From the entries below, pull out each line where "KResult" appears.

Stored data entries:
*** Begin section ***

/// Probe PCI for Atheros devices.
pub fn probe_pci() -> Option<(u64, u16)> {
    let devices = pci::scan();

    for dev in devices {
        if dev.id.vendor_id == ATHEROS_VENDOR_ID
            && device_ids::is_supported(dev.id.device_id)
        {
            // Enable bus mastering
            pci::enable_bus_mastering(&dev);

            // Get BAR0 (MMIO)
            let (bar0, is_io) = pci::read_bar(&dev, 0);
            if !is_io && bar0 != 0 {
                let mmio_base = bar0 & !0xF;
                return Some((mmio_base, dev.id.device_id));
            }
        }
    }

    None
}

/// Initialize the Atheros driver.
pub fn init() {
    if let Some((mmio_base, device_id)) = probe_pci() {
        unsafe {
            let mut driver = Ath9k::new(mmio_base, device_id);
            driver.init();
            ATH9K_DRIVER = Some(driver);
        }
    }
}

/// Get MAC address.
pub fn get_mac() -> Option<[u8; 6]> {
    unsafe {
        ATH9K_DRIVER.as_ref().map(|d| d.mac)
    }
}

/// Start a scan.
pub fn start_scan() {
    unsafe {
        if let Some(d) = ATH9K_DRIVER.as_mut() {
            d.start_scan();
        }
    }
}

/// Get scan results.
pub fn get_scan_results() -> Vec<ScanResult> {
    unsafe {
        ATH9K_DRIVER.as_ref().map_or(Vec::new(), |d| d.scan_results.clone())
    }
}

/// Get device name.
pub fn device_name() -> &'static str {
    unsafe {
        ATH9K_DRIVER.as_ref().map_or("none", |d| device_ids::name(d.device_id))
    }
}

/// Check if initialized.
pub fn is_initialized() -> bool {
    unsafe {
        ATH9K_DRIVER.as_ref().map_or(false, |d| d.initialized)
    }
}

/// Check if supports 5GHz.
pub fn supports_5ghz() -> bool {
    unsafe {
        ATH9K_DRIVER.as_ref().map_or(false, |d| device_ids::supports_5ghz(d.device_id))
    }
}

/// Check if supports 802.11ac.
pub fn supports_11ac() -> bool {
    unsafe {
        ATH9K_DRIVER.as_ref().map_or(false, |d| device_ids::supports_11ac(d.device_id))
    }
}
/// Bind de um socket a um endereço
pub fn bind(sockfd: u64, addr: &SocketAddr) -> crate::util::KResult<()> {
    let mut sockets = SOCKETS.lock();
    let sock = sockets.get_mut(&sockfd).ok_or(crate::util::KError::Invalid)?;

    if sock.state != SocketState::Created {
        return Err(crate::util::KError::Invalid);
    }

    match sock.sock_type {
        SocketType::Datagram => {
            udp::bind(addr.port)?;
            sock.udp_port = Some(addr.port);
        }
        SocketType::Stream => {
            // TCP bind é feito no listen
        }
        _ => return Err(crate::util::KError::NotSupported),
    }

    sock.local_addr = Some(*addr);
    sock.state = SocketState::Bound;

    Ok(())
}

/// Listen em um socket TCP
pub fn listen(sockfd: u64, _backlog: i32) -> crate::util::KResult<()> {
    let mut sockets = SOCKETS.lock();
    let sock = sockets.get_mut(&sockfd).ok_or(crate::util::KError::Invalid)?;

    if sock.sock_type != SocketType::Stream {
        return Err(crate::util::KError::NotSupported);
    }

    let port = sock.local_addr.ok_or(crate::util::KError::Invalid)?.port;

    tcp::listen(port)?;
    sock.state = SocketState::Listening;

    Ok(())
}
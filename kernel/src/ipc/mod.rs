//! Inter-Process Communication (IPC)
//!
//! System V IPC: shared memory, semaphores, message queues.
//! Linux-specific: eventfd, namespaces.

#![allow(dead_code)]

pub mod shm;
pub mod msg;
pub mod eventfd;
pub mod namespace;

pub use shm::{
    sys_shmget, sys_shmat, sys_shmdt, sys_shmctl,
    ShmId, IPC_CREAT, IPC_EXCL, IPC_PRIVATE, IPC_RMID, IPC_STAT, IPC_SET,
};

pub use msg::{
    sys_msgget, sys_msgsnd, sys_msgrcv, sys_msgctl,
    MsgId, IPC_NOWAIT, MSG_NOERROR, MSG_EXCEPT, MSG_COPY,
    MSGMAX, MSGMNB, MSGMNI,
};

pub use eventfd::{
    sys_eventfd, sys_eventfd2,
    EventFdFile, EFD_CLOEXEC, EFD_NONBLOCK, EFD_SEMAPHORE,
};

/// Initialize IPC subsystem
pub fn init() {
    shm::init();
    msg::init();
    crate::kprintln!("ipc: IPC subsystem initialized (shm, msg)");
}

*** End section ***

OUTPUT FOR THIS TASK →
pub fn bind(sockfd: u64, addr: &SocketAddr) -> crate::util::KResult<()> {
pub fn listen(sockfd: u64, _backlog: i32) -> crate::util::KResult<()> {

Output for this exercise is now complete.